Wie weit kann ein Mensch mit nur einem einzigen Atemzug tauchen? So genannte Apnoetaucher versuchen, eine möglichst große Distanz unter Wasser zurückzulegen – ohne Atemmaske und Sauerstoffgerät. Doch wo liegen die Grenzen?
Tonnenschwere Belastung für den Körper
Ab einer Tauchtiefe von etwa vierzig Metern wird das Lungenvolumen auf seine minimale Größe von circa 1,2 Litern komprimiert. Damit ist nur noch die Menge Atemluft in der Lunge vorhanden, die sich permanent dort befindet und nicht ausgeatmet werden kann. Man spricht hierbei vom Residualvolumen. In noch größeren Tiefen steigt deshalb die Gefahr eines Unterdrucks in der Lunge rapide; der Taucher schwebt in Lebensgefahr. Bei weiterem Hinabtauchen strömt Blut vom Bauch in das Lungengewebe, lässt es anschwellen und verhindert auf diese Weise eine weitere Abnahme des Volumens. Bis zu 1,5 Liter Blut können in die Gefäße gelangen und das Organ so vor dem Kollaps schützen. Diesen Prozess, der auch Robben oder Wale in große Tiefen tauchen lässt, nennt man „Bloodshift“, eine Blutumverteilung vom Bauch- in den Brustraum.

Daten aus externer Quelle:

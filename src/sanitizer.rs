//! The built sanitizer
//!
//! An [`HtmlSanitizer`] is an immutable configuration: tag tables, the
//! attribute policy registry, caller policies and flags. It holds no
//! per-call state, so one instance can be shared freely across threads.

use std::sync::Arc;
use tracing::trace;

use crate::attributes::{AttributePolicy, AttributeRegistry};
use crate::css::{StyleDeclaration, sanitize_style};
use crate::error::SanitizerError;
use crate::parser::{Html5everParser, InertParser, parse_bytes};
use crate::policy::{
    Policy, PolicyContext, PolicyHints, allowed_value, sanitize_token_list, sanitize_url,
    sanitize_url_fragment, trim_value, validate_token,
};
use crate::rewriter::rewrite;
use crate::tags::TagTable;
use crate::tree::{CleanNode, SafeHtml, SourceDocument};

/// Caller policies installed through the builder.
///
/// Each is layered under a built-in validator; none can widen what the
/// engine accepts.
#[derive(Debug, Clone, Default)]
pub(crate) struct CustomPolicies {
    pub(crate) url: Option<Policy>,
    pub(crate) network_url: Option<Policy>,
    pub(crate) name: Option<Policy>,
    pub(crate) token: Option<Policy>,
}

/// An immutable, thread-safe sanitizer configuration.
///
/// Build one with [`crate::Builder`], or use [`HtmlSanitizer::default`] for
/// the default policy.
///
/// # Examples
///
/// ```
/// use markup_guard::HtmlSanitizer;
///
/// let sanitizer = HtmlSanitizer::default();
/// let html = sanitizer.sanitize("<p onclick=\"evil()\">Hi<script>alert(1)</script></p>");
/// assert_eq!(html.as_str(), "<p>Hi</p>");
/// ```
#[derive(Debug, Clone)]
pub struct HtmlSanitizer {
    pub(crate) tags: TagTable,
    pub(crate) attributes: AttributeRegistry,
    pub(crate) custom: CustomPolicies,
    pub(crate) allow_css_styles: bool,
    pub(crate) add_original_tag_names: bool,
    pub(crate) sanitize_template_contents: bool,
    pub(crate) parser: Arc<dyn InertParser>,
}

impl Default for HtmlSanitizer {
    fn default() -> Self {
        Self {
            tags: TagTable::new(),
            attributes: AttributeRegistry::new(),
            custom: CustomPolicies::default(),
            allow_css_styles: false,
            add_original_tag_names: false,
            sanitize_template_contents: true,
            parser: Arc::new(Html5everParser),
        }
    }
}

impl HtmlSanitizer {
    /// Sanitize markup and serialize the result.
    ///
    /// Never fails: anything the configuration does not allow is left out.
    pub fn sanitize(&self, markup: &str) -> SafeHtml {
        SafeHtml::from_sanitized(self.sanitize_to_tree(markup).inner_html())
    }

    /// Sanitize markup and return the clean tree.
    ///
    /// The returned node is a `span` wrapping the sanitized top-level nodes.
    pub fn sanitize_to_tree(&self, markup: &str) -> CleanNode {
        let document = self.parser.parse(markup);
        self.sanitize_document(&document)
    }

    /// Sanitize an already parsed document.
    pub fn sanitize_document(&self, document: &SourceDocument) -> CleanNode {
        rewrite(self, document)
    }

    /// Decode raw bytes, then sanitize.
    ///
    /// The encoding comes from the Content-Type header if given, then from a
    /// `<meta>` declaration, and defaults to UTF-8.
    ///
    /// # Errors
    ///
    /// - `SanitizerError::InvalidInput` if `html` is empty
    /// - `SanitizerError::EncodingError` if the bytes do not decode
    pub fn sanitize_bytes(
        &self,
        html: &[u8],
        content_type: Option<&str>,
    ) -> Result<SafeHtml, SanitizerError> {
        let document = parse_bytes(html, content_type, self.parser.as_ref())?;
        Ok(SafeHtml::from_sanitized(
            self.sanitize_document(&document).inner_html(),
        ))
    }

    /// The configured tag tables
    pub fn tag_table(&self) -> &TagTable {
        &self.tags
    }

    /// The configured attribute registry
    pub fn attribute_registry(&self) -> &AttributeRegistry {
        &self.attributes
    }

    /// Whether `style` attributes are sanitized rather than dropped
    pub fn allows_css_styles(&self) -> bool {
        self.allow_css_styles
    }

    /// Run the registry policy for one attribute.
    ///
    /// `tag_name` is the output tag name; `attribute` is lowercase. Returns
    /// `None` when the attribute must be dropped. Values taken from a clean
    /// tree come back unchanged.
    ///
    /// # Examples
    ///
    /// ```
    /// use markup_guard::HtmlSanitizer;
    ///
    /// let sanitizer = HtmlSanitizer::default();
    /// assert_eq!(sanitizer.sanitize_attribute("a", "href", " /docs "), Some("/docs".to_string()));
    /// assert_eq!(sanitizer.sanitize_attribute("a", "href", "javascript:x"), None);
    /// ```
    pub fn sanitize_attribute(
        &self,
        tag_name: &str,
        attribute: &str,
        value: &str,
    ) -> Option<String> {
        let Some(policy) = self.attributes.resolve(tag_name, attribute) else {
            trace!(tag = tag_name, attribute, "dropping attribute outside whitelist");
            return None;
        };

        let hints = PolicyHints::new(tag_name, attribute);
        let result = self.evaluate(policy, value, &hints);
        if result.is_none() {
            trace!(tag = tag_name, attribute, "rejecting attribute value");
        }
        result
    }

    fn evaluate(
        &self,
        policy: &AttributePolicy,
        value: &str,
        hints: &PolicyHints<'_>,
    ) -> Option<String> {
        match policy {
            AttributePolicy::Generic => trim_value(value),
            AttributePolicy::Url => self.apply_url(value, hints),
            AttributePolicy::NetworkUrl => self.apply_network_url(value, hints),
            AttributePolicy::UrlFragment => sanitize_url_fragment(value),
            AttributePolicy::Name => self.apply_name(value, hints),
            AttributePolicy::ClassTokens => {
                sanitize_token_list(value, |token| self.apply_token(token, hints))
            }
            AttributePolicy::IdToken => self.apply_token(value, hints),
            AttributePolicy::AllowedValues(allowed) => allowed_value(value, allowed),
            AttributePolicy::Style => self.apply_style(value, hints),
            AttributePolicy::Narrowed { custom, base } => {
                let narrowed = if matches!(**base, AttributePolicy::Style) {
                    let declaration = StyleDeclaration::parse(value);
                    custom.apply(value, hints, &PolicyContext::with_style(&declaration))?
                } else {
                    custom.apply(value, hints, &PolicyContext::default())?
                };
                self.evaluate(base, &narrowed, hints)
            }
            AttributePolicy::Unchecked(policy) => {
                policy.apply(value, hints, &PolicyContext::default())
            }
        }
    }

    fn apply_url(&self, value: &str, hints: &PolicyHints<'_>) -> Option<String> {
        match &self.custom.url {
            Some(custom) => {
                let narrowed = custom.apply(value, hints, &PolicyContext::default())?;
                sanitize_url(&narrowed)
            }
            None => sanitize_url(value),
        }
    }

    /// URLs that trigger a fetch are rejected unless the caller decided how
    /// to handle them.
    fn apply_network_url(&self, value: &str, hints: &PolicyHints<'_>) -> Option<String> {
        let custom = self.custom.network_url.as_ref()?;
        let narrowed = custom.apply(value, hints, &PolicyContext::default())?;
        sanitize_url(&narrowed)
    }

    fn apply_name(&self, value: &str, hints: &PolicyHints<'_>) -> Option<String> {
        let custom = self.custom.name.as_ref()?;
        let narrowed = custom.apply(value, hints, &PolicyContext::default())?;
        validate_token(&narrowed)
    }

    fn apply_token(&self, value: &str, hints: &PolicyHints<'_>) -> Option<String> {
        let custom = self.custom.token.as_ref()?;
        let narrowed = custom.apply(value, hints, &PolicyContext::default())?;
        validate_token(&narrowed)
    }

    fn apply_style(&self, value: &str, hints: &PolicyHints<'_>) -> Option<String> {
        if !self.allow_css_styles {
            return None;
        }

        let declaration = StyleDeclaration::parse(value);
        let url_policy: &dyn Fn(&str, &str) -> Option<String> = &|url, property| {
            self.apply_network_url(url, &hints.with_css_property(property))
        };
        let clean = sanitize_style(&declaration, Some(url_policy));
        (!clean.is_empty()).then_some(clean)
    }
}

Um dem hohen Wasserdruck standhalten zu können, müssen Apnoetaucher eine besondere Atemtechnik trainieren, das „Buccal Pumping“. Dabei lernen sie, sich gewissermaßen aufzublähen – wie ein Kugelfisch. Diese Technik bietet dem Athleten die Möglichkeit, selbst nach maximaler Einatmung je nach Können zwei bis fünf weitere Liter Luft in die Lungen zu pumpen. Bei einem Apnoetaucher vergrößert sich damit das normale Lungenvolumen von zehn auf bis zu 15 Liter. Außerdem sinkt der Herzschlag bei trainierten Freitauchern auf bis zu zwölf Schläge pro Minute – der Körper passt sich den extremen Bedingungen an.
Gefahr beim Auftauchen
Taucht der Apnoetaucher zu schnell auf, kann das Blut den Sauerstoff nicht mehr aufnehmen. Die Gefäße müssen sich erst wieder an die veränderten Verhältnisse gewöhnen. Andernfalls droht eine Art Überdosis; die Sauerstoffversorgung des Gehirns bricht zusammen und der Taucher wird ohnmächtig. Um die Verletzungsrisiken zu minimieren, steigern Apnoetaucher deshalb die Tauchtiefe in kleinen Schritten. Durch regelmäßige Übungen können sie sich sowohl physiologisch als auch mental auf diese außergewöhnliche Belastung beim Tauchen einstellen – und zum Beispiel die Anzeichen einer drohenden Ohnmacht rechtzeitig erkennen.
Auch im Apnoe-Tauchsport gibt es verschiedene Disziplinen: Beim Zeittauchen werden die Minuten gemessen, in denen der Sportler das Gesicht vollständig unter Wasser hält. In der Disziplin Streckentauchen gilt es für den Apnoetaucher, eine möglichst große Strecke unter Wasser zu schwimmen. Der Taucher kann die Distanz entweder mit oder ohne Flossen zurücklegen. Bekannt sind aber vor allem die Tieftauchdisziplinen. Der derzeitige Rekord liegt bei 214 Meter. Tiefer als der Extremsportler Herbert Nitsch ist bisher kein Mensch getaucht.
Das Spiel mit dem Feuer
Ungeachtet dessen gilt das Interesse der Extremsportler immer neuen Höchstleistungen und waghalsigen Versuchen. Doch wo liegen die Grenzen? Selbst Herbert Nitsch, der im Juni 2012 seinen eigenen Rekord brechen wollte, verünglückte dabei. Mittlerweile geht er wieder regelmäßig tauchen, doch es hat lange gedauert, bis er sich von den Hirnschlägen erholte, die er beim Auftauchen erlitt. Seither hat er an Land mit Gleichgewichtsstörungen zu kämpfen. Das No-Limit-Tauchen ist ein Spiel mit dem Feuer – doch der Wunsch nach dem ultimativen Kick wird Apnoisten wohl noch viele weitere Jahre hinab in die unergründlichen Tiefen der Meere ziehen.